Clara estaba echada en la chaise longue del rincón, con el periódico de la ciudad doblado sobre el regazo, cuando desperté; dormía de lado, apoyada en los almohadones que Charles usaba por las noches. Me miré el brazo: sujeto con esparadrapo sobre las venas, me habían puesto un trozo de algodón, en cuyo centro destacaba un puntito rojo. No habían transcurrido más de una o dos horas desde que el médico me había sacado sangre, tomado el pulso y explorado la garganta y los oídos con la misma luz de forma cónica que solían emplear en el colegio. Insistí en que me encontraba bien, y era verdad. Las náuseas habían desaparecido y volvía a tener tacto en las manos; los únicos síntomas que persistían eran la sensación de un tenso vacío en el vientre y un ligero sabor agrio en la boca.
Desde el pasillo me llegó el sonido de alguien que arrastraba una mesa rodante y el de las ruedas que chirriaban a causa del peso.

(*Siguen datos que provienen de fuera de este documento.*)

impl<T: Trigger> Job<T> {
    /// Start building a job.
    pub fn builder(trigger: T, func: impl Into<JobFunc>) -> JobBuilder<T> {
        JobBuilder::new(trigger, func)
    }

    /// Get the job ID.
    pub fn id(&self) -> &JobId {
        &self.id
    }

    /// Get the callable.
    pub fn func(&self) -> &Callable {
        &self.func
    }

    /// Get the textual callable reference, if one exists.
    pub fn func_ref(&self) -> Option<&str> {
        self.func_ref.as_deref()
    }

    /// Whether the job can be turned into a snapshot.
    pub fn is_serializable(&self) -> bool {
        self.func_ref.is_some()
    }

    /// Get the trigger.
    pub fn trigger(&self) -> &T {
        &self.trigger
    }

    /// Get the positional arguments.
    pub fn args(&self) -> &[Value] {
        &self.args
    }

    /// Get the keyword arguments.
    pub fn kwargs(&self) -> &Map<String, Value> {
        &self.kwargs
    }

    /// Get the job name.
    pub fn name(&self) -> &str {
        &self.name
    }

    /// Get the misfire grace time (`None` = unbounded).
    pub fn misfire_grace_time(&self) -> Option<Duration> {
        self.misfire_grace_time
    }

    /// Whether missed fire times collapse into one execution.
    pub fn coalesce(&self) -> bool {
        self.coalesce
    }

    /// Get the cap on total executions (`None` = unbounded).
    pub fn max_runs(&self) -> Option<u32> {
        self.max_runs
    }

    /// Get the cap on concurrent executions.
    pub fn max_instances(&self) -> usize {
        self.gate.max_instances()
    }

    /// Number of completed executions.
    pub fn runs(&self) -> u32 {
        self.runs
    }

    /// Number of executions currently in flight.
    pub fn instances(&self) -> usize {
        self.gate.instances()
    }

    /// When the job is next due, or `None` once retired.
    pub fn next_run_time(&self) -> Option<DateTime<Utc>> {
        self.next_run_time
    }

    fn run_budget_exhausted(&self, pending: usize) -> bool {
        self.max_runs
            .is_some_and(|max| self.runs as usize + pending >= max as usize)
    }

    /// Recompute `next_run_time` from the trigger, relative to `now`.
    ///
    /// Once a bounded `max_runs` is reached the job is retired and this
    /// returns `None` from then on.
    pub fn compute_next_run_time(&mut self, now: DateTime<Utc>) -> Option<DateTime<Utc>> {
        self.next_run_time = if self.run_budget_exhausted(0) {
            None
        } else {
            self.trigger.next_fire_time(now)
        };
        self.next_run_time
    }

    /// Fire times in `[next_run_time, now]`, oldest first.
    ///
    /// Stops early once the run budget would be used up. Applying misfire
    /// policy to the result is the caller's business.
    pub fn get_run_times(&self, now: DateTime<Utc>) -> Vec<DateTime<Utc>> {
        let step = TimeDelta::microseconds(RUN_TIME_STEP_MICROS);
        let mut run_times = Vec::new();
        let mut candidate = self.next_run_time;

        while let Some(run_time) = candidate {
            if run_time > now || self.run_budget_exhausted(run_times.len()) {
                break;
            }
            run_times.push(run_time);

            // The result must stay strictly increasing even if the trigger misbehaves.
            candidate = run_time
                .checked_add_signed(step)
                .and_then(|after| self.trigger.next_fire_time(after))
                .filter(|next| *next > run_time);
        }

        run_times
    }

    /// Admit one more concurrent execution.
    pub fn add_instance(&self) -> Result<(), JobError> {
        self.gate
            .add_instance()
            .map(|_| ())
            .map_err(|MaxInstancesReached { max_instances }| JobError::MaxInstancesReached {
                id: self.id.clone(),
                max_instances,
            })
    }

    /// Release one concurrent execution.
    ///
    /// # Panics
    ///
    /// Panics if no execution is in flight.
    pub fn remove_instance(&self) {
        self.gate.remove_instance();
    }

    /// Shared admission gate for execution contexts that outlive a borrow of the job.
    pub fn instance_gate(&self) -> Arc<InstanceGate> {
        Arc::clone(&self.gate)
    }

    /// Count one completed execution.
    pub fn record_run(&mut self) -> Result<u32, JobError> {
        if let Some(max_runs) = self.max_runs
            && self.runs >= max_runs
        {
            return Err(JobError::MaxRunsReached {
                id: self.id.clone(),
                max_runs,
            });
        }
        self.runs += 1;
        Ok(self.runs)
    }

    /// Apply a set of field changes.
    ///
    /// Everything is validated before anything is written: on error the job
    /// is unchanged.
    pub fn modify(
        &mut self,
        changes: JobChanges<T>,
        resolver: &dyn CallableResolver,
    ) -> Result<(), JobError> {
        let JobChanges {
            id,
            func,
            trigger,
            args,
            kwargs,
            name,
            misfire_grace_time,
            coalesce,
            max_runs,
            max_instances,
            next_run_time,
        } = changes;

        if let Some(id) = &id
            && id.as_str().is_empty()
        {
            return Err(JobError::InvalidConfig("id cannot be empty".into()));
        }
        let func = func.map(|f| f.resolve(resolver)).transpose()?;
        if let Some(max_runs) = max_runs.and_then(normalize_max_runs)
            && self.runs > max_runs
        {
            return Err(JobError::InvalidConfig(format!(
                "max_runs cannot drop to {} after {} runs",
                max_runs, self.runs
            )));
        }
        if let Some(max) = max_instances {
            validate_max_instances(max)?;
            // Last fallible step: the gate only changes when it succeeds.
            self.gate.set_max_instances(max).map_err(|in_flight| {
                JobError::InvalidConfig(format!(
                    "max_instances cannot drop to {} while {} instances are running",
                    max, in_flight
                ))
            })?;
        }

        if let Some(id) = id {
            self.id = id;
        }
        if let Some((callable, reference)) = func {
            self.func = callable;
            self.func_ref = reference;
        }
        if let Some(trigger) = trigger {
            self.trigger = trigger;
        }
        if let Some(args) = args {
            self.args = args;
        }
        if let Some(kwargs) = kwargs {
            self.kwargs = kwargs;
        }
        if let Some(name) = name {
            self.name = name;
        }
        if let Some(grace) = misfire_grace_time {
            self.misfire_grace_time = grace;
        }
        if let Some(coalesce) = coalesce {
            self.coalesce = coalesce;
        }
        if let Some(max_runs) = max_runs {
            self.max_runs = normalize_max_runs(max_runs);
        }
        if let Some(next_run_time) = next_run_time {
            self.next_run_time = next_run_time;
        }

        Ok(())
    }
}

impl<T: Trigger + Clone> Job<T> {
    /// Frozen copy of the externally relevant fields.
    pub fn view(&self) -> JobView<T> {
        JobView {
            id: self.id.clone(),
            func_ref: self.func_ref.clone(),
            trigger: self.trigger.clone(),
            args: self.args.clone(),
            kwargs: self.kwargs.clone(),
            name: self.name.clone(),
            misfire_grace_time: self.misfire_grace_time,
            coalesce: self.coalesce,
            max_runs: self.max_runs,
            max_instances: self.gate.max_instances(),
            runs: self.runs,
            instances: self.gate.instances(),
            next_run_time: self.next_run_time,
        }
    }
}

impl<T> PartialEq for Job<T> {
    fn eq(&self, other: &Self) -> bool {
        self.id == other.id
    }
}

impl<T> Eq for Job<T> {}

impl<T: fmt::Display> fmt::Display for Job<T> {
    fn fmt(&self, f: &mut fmt::Formatter<'_>) -> fmt::Result {
        write!(
            f,
            "{} (trigger: {}, next run at: {})",
            self.name,
            self.trigger,
            datetime_repr(self.next_run_time)
        )
    }
}

/// Render an optional instant the way job listings show it.
pub fn datetime_repr(instant: Option<DateTime<Utc>>) -> String {
    instant
        .map(|dt| dt.format("%Y-%m-%d %H:%M:%S %Z").to_string())
        .unwrap_or_else(|| "None".to_string())
}

pub(crate) fn normalize_max_runs(max_runs: Option<u32>) -> Option<u32> {
    max_runs.filter(|max| *max > 0)
}

pub(crate) fn validate_max_instances(max_instances: usize) -> Result<(), JobError> {
    if max_instances == 0 {
        return Err(JobError::InvalidConfig(
            "max_instances must be at least 1".into(),
        ));
    }
    Ok(())
}

/// Externally relevant job fields at one point in time.
#[derive(Debug, Clone, PartialEq)]
pub struct JobView<T> {
    pub id: JobId,
    pub func_ref: Option<String>,
    pub trigger: T,
    pub args: Vec<Value>,
    pub kwargs: Map<String, Value>,
    pub name: String,
    pub misfire_grace_time: Option<Duration>,
    pub coalesce: bool,
    pub max_runs: Option<u32>,
    pub max_instances: usize,
    pub runs: u32,
    pub instances: usize,
    pub next_run_time: Option<DateTime<Utc>>,
}

/// A set of named field changes for [`Job::modify`].
///
/// Fields left unset keep their current value.
#[derive(Debug, Clone)]
pub struct JobChanges<T> {
    id: Option<JobId>,
    func: Option<JobFunc>,
    trigger: Option<T>,
    args: Option<Vec<Value>>,
    kwargs: Option<Map<String, Value>>,
    name: Option<String>,
    misfire_grace_time: Option<Option<Duration>>,
    coalesce: Option<bool>,
    max_runs: Option<Option<u32>>,
    max_instances: Option<usize>,
    next_run_time: Option<Option<DateTime<Utc>>>,
}

impl<T> Default for JobChanges<T> {
    fn default() -> Self {
        Self {
            id: None,
            func: None,
            trigger: None,
            args: None,
            kwargs: None,
            name: None,
            misfire_grace_time: None,
            coalesce: None,
            max_runs: None,
            max_instances: None,
            next_run_time: None,
        }
    }
}

impl<T> JobChanges<T> {
    /// An empty change set.
    pub fn new() -> Self {
        Self::default()
    }

    /// Rename the job's id.
    pub fn id(mut self, id: impl Into<JobId>) -> Self {
        self.id = Some(id.into());
        self
    }

    /// Replace the callable.
    pub fn func(mut self, func: impl Into<JobFunc>) -> Self {
        self.func = Some(func.into());
        self
    }

    /// Replace the trigger.
    pub fn trigger(mut self, trigger: T) -> Self {
        self.trigger = Some(trigger);
        self
    }

    /// Replace the positional arguments.
    pub fn args(mut self, args: Vec<Value>) -> Self {
        self.args = Some(args);
        self
    }

    /// Replace the keyword arguments.
    pub fn kwargs(mut self, kwargs: Map<String, Value>) -> Self {
        self.kwargs = Some(kwargs);
        self
    }

    /// Change the display name.
    pub fn name(mut self, name: impl Into<String>) -> Self {
        self.name = Some(name.into());
        self
    }

    /// Change the misfire grace time (`None` = unbounded).
    pub fn misfire_grace_time(mut self, grace: Option<Duration>) -> Self {
        self.misfire_grace_time = Some(grace);
        self
    }

    /// Change the coalesce policy.
    pub fn coalesce(mut self, coalesce: bool) -> Self {
        self.coalesce = Some(coalesce);
        self
    }

    /// Change the cap on total executions (`None` or `Some(0)` = unbounded).
    pub fn max_runs(mut self, max_runs: Option<u32>) -> Self {
        self.max_runs = Some(max_runs);
        self
    }

    /// Change the cap on concurrent executions.
    pub fn max_instances(mut self, max_instances: usize) -> Self {
        self.max_instances = Some(max_instances);
        self
    }

    /// Override the next run time.
    pub fn next_run_time(mut self, next_run_time: Option<DateTime<Utc>>) -> Self {
        self.next_run_time = Some(next_run_time);
        self
    }

    /// The new id, if this change set renames the job.
    pub fn new_id(&self) -> Option<&JobId> {
        self.id.as_ref()
    }

    /// Whether the change set replaces the trigger.
    pub fn replaces_trigger(&self) -> bool {
        self.trigger.is_some()
    }

    /// Whether the change set sets `next_run_time` explicitly.
    pub fn sets_next_run_time(&self) -> bool {
        self.next_run_time.is_some()
    }

    /// Whether the change set changes nothing.
    pub fn is_empty(&self) -> bool {
        self.id.is_none()
            && self.func.is_none()
            && self.trigger.is_none()
            && self.args.is_none()
            && self.kwargs.is_none()
            && self.name.is_none()
            && self.misfire_grace_time.is_none()
            && self.coalesce.is_none()
            && self.max_runs.is_none()
            && self.max_instances.is_none()
            && self.next_run_time.is_none()
    }
}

Me levanté: la flojedad de las piernas era más acusada de lo que suponía cuando me dirigí a la librería de madera tallada y me agaché. Los tres volúmenes estaban a salvo en los estantes inferiores, exactamente donde Moss los había dejado hacía varias horas. Si sus suposiciones eran acertadas y alguien había intentado envenenarme, necesitaría esos libros antes de lo previsto.
—Te has levantado… —Clara se frotó los ojos, pero vio mi mano apoyada en el lomo de uno de los libros—. ¿Qué miras?
—Nada —repuse, y me senté a su lado—. Procuro distraerme un rato, eso es todo.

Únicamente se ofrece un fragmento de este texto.